A result of the fight of the Macedonian army, which was established during the Second World War, was the assembly of ASNOM and liberation of the territory of Vardar Macedonia. Then the modern Macedonian state was born – the Democratic Federal Macedonia under the leadership of Metodija Andonov - Chento, within the Yugoslav federation. Thus the Macedonian issue was partially solved and only some of the designs of VMRO for freedom and statehood were met.




He was a Macedonian activist and communist, a member of the Bulgarian Social Democratic Party and the Bulgarian Communist Party, as well as member of the Commission for Illegal Affairs and of the District Committee of the IMRO (United) for Pirin Macedonia. He was the founder of the first Macedonian Partisan Brigade in the area of Skopje, in August 1941. As a member of the Comintern he declared himself everywhere as a Macedonian and worked in favor of the Macedonian issue. At the Foreign Bureau of the Central Committee of the Bulgarian Communist Party he was in charge to work on the side of the “Macedonian line”. From 1930, Shatorov worked with the Comintern bodies in Moscow on the issue of the national and revolutionary movement of the Balkan nations, where he was in charge for the “Macedonian line”. He participated in the discussions of the bodies of the Comintern on the future status of the Macedonian organization, he advocated for the creation of “a distinct Macedonian national organization or party” to act on the “Macedonian issue” considering it as a fundamental prerequisite for uniting the Communists and other Macedonian advanced forces in the struggle for national liberation and for unification of the Macedonian territory.As secretary of the Regional Committee of the Communist Party of Yugoslavia for Macedonia, he immediately changed the name of the Party, from the Regional Committee of the CPY for Macedonia into the Regional Committee of the CPY in Macedonia, and at the Regional Conference of the CP in Macedonia held on September 8, 1940 the resolution known as the “Macedonian platform” was adopted, stressing, among other matters, that “understanding and the implementation of the revolutionary policy and the national issue are of great importance for the communist organizations, because it emerges as the question of questions”. The Macedonian platform was the first program document for solving the Macedonian national issue through the struggle of the Macedonian nation for proving its national identity, equality with other Balkan nations, for its own free and sovereign state.

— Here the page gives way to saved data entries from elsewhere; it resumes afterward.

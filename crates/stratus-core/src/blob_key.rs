//! Blob key generation.
//!
//! Keys are opaque base36 tokens. Backends that cannot control the download
//! filename of a served URL (OSS public and presigned URLs carry no
//! `Content-Disposition`) get the sanitized filename appended as a trailing
//! path segment, so each blob lives in its own folder and its URL ends in
//! the real filename. Storage operations only ever see the finished key.

use uuid::Uuid;

use crate::disposition::{serving_disposition, Disposition};
use crate::filename::Filename;

const BASE36_ALPHABET: &[u8; 36] = b"0123456789abcdefghijklmnopqrstuvwxyz";

/// Length of a base36-rendered u128, zero-padded.
const TOKEN_LEN: usize = 25;

/// Generate a storage key for a new blob.
///
/// The filename segment is appended only when all of the following hold:
/// the backend cannot set the serving disposition itself, a filename was
/// supplied, and the blob will be served as an attachment.
pub fn generate_key(
    filename: Option<&Filename>,
    content_type: Option<&str>,
    disposition: Disposition,
    backend_serves_disposition: bool,
) -> String {
    let token = secure_token();

    if backend_serves_disposition {
        return token;
    }
    let Some(filename) = filename else {
        return token;
    };
    if serving_disposition(disposition, content_type) != Disposition::Attachment {
        return token;
    }

    format!("{}/{}", token, filename.sanitized())
}

/// Random lowercase base36 token, 25 characters.
pub fn secure_token() -> String {
    let n = u128::from_be_bytes(*Uuid::new_v4().as_bytes());
    base36(n)
}

fn base36(mut n: u128) -> String {
    let mut buf = [b'0'; TOKEN_LEN];
    let mut i = TOKEN_LEN;
    while n > 0 {
        i -= 1;
        buf[i] = BASE36_ALPHABET[(n % 36) as usize];
        n /= 36;
    }
    // buf is ASCII by construction
    String::from_utf8_lossy(&buf).into_owned()
}

#[cfg(test)]
mod tests {
    use super::*;

    fn is_base36(s: &str) -> bool {
        s.chars().all(|c| c.is_ascii_digit() || c.is_ascii_lowercase())
    }

    #[test]
    fn token_shape() {
        let token = secure_token();
        assert_eq!(token.len(), TOKEN_LEN);
        assert!(is_base36(&token));
    }

    #[test]
    fn tokens_are_unique() {
        assert_ne!(secure_token(), secure_token());
    }

    #[test]
    fn plain_token_when_backend_serves_disposition() {
        let key = generate_key(
            Some(&Filename::new("report.zip")),
            Some("application/zip"),
            Disposition::Attachment,
            true,
        );
        assert!(!key.contains('/'));
    }

    #[test]
    fn plain_token_without_filename() {
        let key = generate_key(None, Some("application/zip"), Disposition::Attachment, false);
        assert!(!key.contains('/'));
    }

    #[test]
    fn plain_token_for_inline_blobs() {
        let key = generate_key(
            Some(&Filename::new("photo.png")),
            Some("image/png"),
            Disposition::Inline,
            false,
        );
        assert!(!key.contains('/'));
    }

    #[test]
    fn filename_folder_for_attachments_on_limited_backends() {
        let key = generate_key(
            Some(&Filename::new("quarterly report.xlsx")),
            Some("application/vnd.ms-excel"),
            Disposition::Inline,
            false,
        );
        let (token, name) = key.split_once('/').expect("key has filename segment");
        assert_eq!(token.len(), TOKEN_LEN);
        assert!(is_base36(token));
        assert_eq!(name, "quarterly-report.xlsx");
    }
}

In 1941 Sharlo was removed from the CPY. The reason for his removal from the duty political secretary of the Regional Committee and his exclusion from the Party laid in his Macedonian platform, which relied on the right for self-determination of each nation, that is, the right for having a sovereign and independent state in the Balkans. In order to avoid his execution by the Partisan Court, he joined the Bulgarian Communist Party where he continued to act in organizing the partisan movement in Bulgaria. In 1944 he died in a battle with the Bulgarian fascist forces under suspicious circumstances.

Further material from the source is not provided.